====== Data
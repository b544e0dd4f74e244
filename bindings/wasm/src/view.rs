use serde_json::Value;
use wasm_bindgen::{JsValue, prelude::wasm_bindgen};

use sdgmap_core::{
    CommandBuffer, FeatureHandle, FilterSelection, MapConfig, MapView, Record, UiEvent,
    read_records_csv_str, records_from_json, render_svg_string, write_feature_table_string,
};

use crate::common::*;

/// A map view driven from JavaScript. Every event method takes the map's
/// current zoom and returns the surface commands to apply, in order.
#[wasm_bindgen]
pub struct WasmMapView {
    inner: MapView,
    surface: CommandBuffer,
}

impl WasmMapView {
    fn build(config: JsValue, records: Vec<Record>, boundaries: JsValue) -> Result<WasmMapView, JsValue> {
        let config: MapConfig = from_js(config, "map configuration")?;
        config.validate().map_err(js_err)?;
        let docs: Vec<Value> = from_js(boundaries, "boundary documents")?;
        let inner = MapView::new(config, records, &docs).map_err(js_err)?;
        Ok(WasmMapView { inner, surface: CommandBuffer::default() })
    }

    fn dispatch(&mut self, event: UiEvent, zoom: f64) -> Result<JsValue, JsValue> {
        self.surface.set_zoom(zoom);
        self.inner.dispatch(event, &mut self.surface).map_err(js_err)?;
        to_js(&self.surface.drain())
    }
}

#[wasm_bindgen]
impl WasmMapView {
    /// config: map configuration object; records: array of row objects;
    /// boundaries: one parsed GeoJSON FeatureCollection per configured layer.
    #[wasm_bindgen(constructor)]
    pub fn new(config: JsValue, records: JsValue, boundaries: JsValue) -> Result<WasmMapView, JsValue> {
        let rows: Value = from_js(records, "records")?;
        let records = records_from_json(&rows).map_err(js_err)?;
        Self::build(config, records, boundaries)
    }

    /// Same as the constructor, with records given as CSV text.
    pub fn from_csv(config: JsValue, csv: &str, boundaries: JsValue) -> Result<WasmMapView, JsValue> {
        let records = read_records_csv_str(csv).map_err(js_err)?;
        Self::build(config, records, boundaries)
    }

    /// First render: base styles, fills, visible layers and panels.
    pub fn attach(&mut self, zoom: f64) -> Result<JsValue, JsValue> {
        self.surface.set_zoom(zoom);
        self.inner.attach(&mut self.surface).map_err(js_err)?;
        to_js(&self.surface.drain())
    }

    pub fn click(&mut self, handle: u32, zoom: f64) -> Result<JsValue, JsValue> {
        self.dispatch(UiEvent::Click(FeatureHandle(handle)), zoom)
    }

    pub fn zoom_end(&mut self, zoom: f64) -> Result<JsValue, JsValue> {
        self.dispatch(UiEvent::ZoomEnd, zoom)
    }

    pub fn set_year_index(&mut self, index: usize, zoom: f64) -> Result<JsValue, JsValue> {
        self.dispatch(UiEvent::YearInput(index), zoom)
    }

    pub fn step_year(&mut self, zoom: f64) -> Result<JsValue, JsValue> {
        self.dispatch(UiEvent::StepYear, zoom)
    }

    /// filters: [{ field, values: [...] }, ...]
    pub fn update_filters(&mut self, filters: JsValue, zoom: f64) -> Result<JsValue, JsValue> {
        let filters: FilterSelection = from_js(filters, "filters")?;
        self.dispatch(UiEvent::UpdateFilters(filters), zoom)
    }

    pub fn resize(&mut self, zoom: f64) -> Result<JsValue, JsValue> {
        self.dispatch(UiEvent::Resize, zoom)
    }

    /// Years with data, ascending (the slider's positions).
    pub fn years(&self) -> Vec<i32> {
        self.inner.years().to_vec()
    }

    pub fn current_year(&self) -> i32 {
        self.inner.current_year()
    }

    /// Feature handles of `layer`, in document order, so the page can map them to its Leaflet layers.
    pub fn handles(&self, layer: usize) -> Result<Vec<u32>, JsValue> {
        let layer = self.inner.state().boundaries().layer(layer)
            .ok_or_else(|| js_err(format!("No layer {layer}")))?;
        Ok(layer.features().iter().map(|f| f.handle.0).collect())
    }

    /// Handle of the feature of `layer` under (lon, lat), if any.
    pub fn feature_at(&self, layer: usize, lon: f64, lat: f64) -> Option<u32> {
        self.inner.state().boundaries().layer(layer)?
            .feature_at(lon, lat)
            .map(|f| f.handle.0)
    }

    /// SVG snapshot of `layers` (empty: the visible ones).
    pub fn to_svg(&self, layers: Vec<usize>) -> Result<String, JsValue> {
        render_svg_string(self.inner.state(), &layers).map_err(js_err)
    }

    /// CSV of every feature's current value and color.
    pub fn to_csv(&self, layers: Vec<usize>) -> Result<String, JsValue> {
        write_feature_table_string(self.inner.state(), &layers).map_err(js_err)
    }
}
============
Repeat only the tail of the entries, exactly: the line containing "pub fn to_csv(&self, layers: Vec<usize>)" and every line after it, to the end.

◆ **Problem solution**
    pub fn to_csv(&self, layers: Vec<usize>) -> Result<String, JsValue> {
        write_feature_table_string(self.inner.state(), &layers).map_err(js_err)
    }
}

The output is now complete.